** Opening INFORMATION block **

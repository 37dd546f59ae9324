//! muxctl: a secure control plane for a tmux server.
//!
//! Session lifecycle, command injection and output capture are exposed as an
//! async API. Every user-supplied string is validated before it reaches the
//! multiplexer, every decision is audited, and commands can flow either
//! straight through `tmux` invocations or through pooled control-mode
//! connections with adaptive batching.
//!
//! # Quick start
//!
//! ```no_run
//! use muxctl::config::load_config;
//! use muxctl::integration::TerminalControl;
//!
//! # async fn example() -> Result<(), Box<dyn std::error::Error>> {
//! let config = load_config(None)?;
//! let control = TerminalControl::from_config(&config).await?;
//! let session = control.create_session("build").await?;
//! control.execute_command(&session.id, "make test", None).await?;
//! println!("{}", control.capture_output(&session.id, None, 20).await?);
//! control.shutdown().await;
//! # Ok(())
//! # }
//! ```

pub mod backend;
pub mod config;
pub mod error;
pub mod integration;
pub mod logging;
pub mod performance;
pub mod security;
pub mod session;
#[cfg(test)]
pub mod testsupport;
pub mod textutil;
pub mod tmux;
pub mod transport;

** Closing INFORMATION block **

EXERCISE REQUIREMENTS -> Character for character, reproduce all of the lines above.

TASK ANSWER ->
repository 37dd546f59ae9324
//! muxctl: a secure control plane for a tmux server.
//!
//! Session lifecycle, command injection and output capture are exposed as an
//! async API. Every user-supplied string is validated before it reaches the
//! multiplexer, every decision is audited, and commands can flow either
//! straight through `tmux` invocations or through pooled control-mode
//! connections with adaptive batching.
//!
//! # Quick start
//!
//! ```no_run
//! use muxctl::config::load_config;
//! use muxctl::integration::TerminalControl;
//!
//! # async fn example() -> Result<(), Box<dyn std::error::Error>> {
//! let config = load_config(None)?;
//! let control = TerminalControl::from_config(&config).await?;
//! let session = control.create_session("build").await?;
//! control.execute_command(&session.id, "make test", None).await?;
//! println!("{}", control.capture_output(&session.id, None, 20).await?);
//! control.shutdown().await;
//! # Ok(())
//! # }
//! ```

pub mod backend;
pub mod config;
pub mod error;
pub mod integration;
pub mod logging;
pub mod performance;
pub mod security;
pub mod session;
#[cfg(test)]
pub mod testsupport;
pub mod textutil;
pub mod tmux;
pub mod transport;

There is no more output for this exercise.